Jakarta – BINTANGJAGATNEWS. Sabtu, 16 November 2024. Konsorsium Pembaruan Agraria (KPA) kembali mengingatkan pemerintah untuk tidak sekadar memberikan janji dalam mengatasi permasalahan mafia tanah dan sengketa agraria di Indonesia. Pernyataan tersebut disampaikan setelah Menteri Agraria dan Tata Ruang/Badan Pertanahan Nasional (ATR/BPN), Nusron Wahid, mengungkapkan bahwa sekitar 60 persen sengketa pertanahan di tanah air melibatkan petugas internal ATR/BPN.
Sekretaris Jenderal KPA, Dewi Kartika, menegaskan bahwa upaya pemberantasan mafia tanah dan penyelesaian konflik agraria tidak boleh berhenti pada pernyataan semata. “Kami berharap rencana pengentasan mafia tanah yang disampaikan oleh Menteri Nusron Wahid bukan hanya sekadar lip service atau gertak sambal.
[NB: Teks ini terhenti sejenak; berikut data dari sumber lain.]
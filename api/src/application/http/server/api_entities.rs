pub mod api_error;
pub mod response;
use serde::{Deserialize, Serialize};
use utoipa::ToSchema;
use validator::Validate;

#[derive(Debug, Serialize, Deserialize, ToSchema, Validate)]
pub struct UpdateManualEntryRequest {
    #[validate(length(max = 200, message = "text must be at most 200 characters"))]
    pub text: String,
}

#[cfg(test)]
mod tests {
    use super::*;

    #[test]
    fn test_manual_entry_length_limit() {
        let ok = UpdateManualEntryRequest {
            text: "Flour".to_string(),
        };
        assert!(ok.validate().is_ok());

        let too_long = UpdateManualEntryRequest {
            text: "a".repeat(201),
        };
        assert!(too_long.validate().is_err());
    }
}
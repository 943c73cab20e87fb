use std::sync::Arc;

use crate::domain::{
    common::IdSequence, gateway::ports::LLMClient, session::ports::SessionRepository,
};

/// Shared service carrying every port the domain services are implemented on.
pub struct Service<LLM, SR>
where
    LLM: LLMClient,
    SR: SessionRepository,
{
    pub(crate) llm_client: Arc<LLM>,
    pub(crate) session_repository: Arc<SR>,
    pub(crate) id_sequence: Arc<IdSequence>,
}

impl<LLM, SR> Service<LLM, SR>
where
    LLM: LLMClient,
    SR: SessionRepository,
{
    pub fn new(llm_client: LLM, session_repository: SR) -> Self {
        Self {
            llm_client: Arc::new(llm_client),
            session_repository: Arc::new(session_repository),
            id_sequence: Arc::new(IdSequence::new()),
        }
    }
}

impl<LLM, SR> Clone for Service<LLM, SR>
where
    LLM: LLMClient,
    SR: SessionRepository,
{
    fn clone(&self) -> Self {
        Self {
            llm_client: Arc::clone(&self.llm_client),
            session_repository: Arc::clone(&self.session_repository),
            id_sequence: Arc::clone(&self.id_sequence),
        }
    }
}
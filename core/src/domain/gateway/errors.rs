use thiserror::Error;

pub const DETECTION_FAILED_MESSAGE: &str =
    "Something went wrong while analyzing your photo. Please try again.";
pub const GENERATION_FAILED_MESSAGE: &str =
    "Failed to cook up some recipes. Our chefs are taking a break. Please try again!";

#[derive(Debug, Clone, Copy, PartialEq, Eq)]
pub enum GatewayErrorKind {
    DetectionFailed,
    GenerationFailed,
}

impl GatewayErrorKind {
    /// Message shown to the user; the failure detail stays in the logs.
    pub fn user_message(&self) -> &'static str {
        match self {
            GatewayErrorKind::DetectionFailed => DETECTION_FAILED_MESSAGE,
            GatewayErrorKind::GenerationFailed => GENERATION_FAILED_MESSAGE,
        }
    }
}

#[derive(Debug, Clone, PartialEq, Eq, Error)]
pub enum GatewayError {
    #[error("Ingredient detection failed: {0}")]
    DetectionFailed(String),

    #[error("Recipe generation failed: {0}")]
    GenerationFailed(String),
}

impl GatewayError {
    pub fn kind(&self) -> GatewayErrorKind {
        match self {
            GatewayError::DetectionFailed(_) => GatewayErrorKind::DetectionFailed,
            GatewayError::GenerationFailed(_) => GatewayErrorKind::GenerationFailed,
        }
    }
}

#[derive(Debug, Clone, PartialEq, Eq, Error)]
pub enum ParseError {
    #[error("Model response is not valid JSON: {0}")]
    InvalidJson(String),

    #[error("Model response does not match the declared schema: {0}")]
    SchemaMismatch(String),
}

impl From<serde_json::Error> for ParseError {
    fn from(err: serde_json::Error) -> Self {
        match err.classify() {
            serde_json::error::Category::Data => ParseError::SchemaMismatch(err.to_string()),
            _ => ParseError::InvalidJson(err.to_string()),
        }
    }
}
Pemerintah harus menunjukkan komitmen dengan langkah konkret di lapangan,” kata Dewi dalam keterangan tertulis yang diterima JAGAT BATARA.
KPA Minta Aksi Nyata, Bukan Pemetaan dan Identifikasi
Menurut Dewi Kartika, KPA berharap pemerintah tidak mengulangi kesalahan yang sama dari rezim sebelumnya yang gagal menyelesaikan masalah agraria secara tuntas. Pemerintah, menurut Dewi, sudah memiliki data yang cukup untuk melakukan intervensi yang lebih nyata dalam menyelesaikan sengketa pertanahan. “Pemerintah sudah mengumpulkan banyak data, baik itu yang digalang secara resmi oleh pemerintah maupun yang diusulkan langsung oleh masyarakat. Menteri ATR/BPN seharusnya sudah bisa mengambil langkah nyata di lapangan, bukan hanya melakukan pemetaan atau identifikasi masalah,” ujarnya.
Dewi mengingatkan bahwa pernyataan Nusron Wahid mengenai keterlibatan petugas ATR/BPN dalam konflik agraria bukanlah hal baru. Selama pemerintahan Presiden Joko Widodo (2015-2023), KPA mencatat terdapat 2.939 kasus konflik agraria yang melibatkan sekitar 6,3 juta hektare lahan dan berdampak terhadap sekitar 1,7 juta rumah tangga petani. Sengketa ini sering kali melibatkan korporasi besar, baik dari sektor perkebunan, kehutanan, maupun tambang yang tumpang tindih dengan hak masyarakat atas lahan mereka.
Akar Masalah: Penerbitan HGU dan Konsesi yang Tidak Transparan
Dewi menyebutkan bahwa akar utama dari konflik-konflik agraria tersebut adalah penerbitan sepihak Hak Guna Usaha (HGU), Hak Guna Bangunan (HGB), dan konsesi-konsesi korporasi yang mencaplok tanah-tanah pertanian dan pemukiman masyarakat. “Proses penerbitan konsesi ini sering kali dilakukan tanpa transparansi, tanpa melibatkan partisipasi masyarakat, dan tanpa memperhatikan hak-hak petani dan masyarakat lokal. Inilah yang menjadi pemicu utama terjadinya konflik agraria di berbagai daerah,” jelas Dewi.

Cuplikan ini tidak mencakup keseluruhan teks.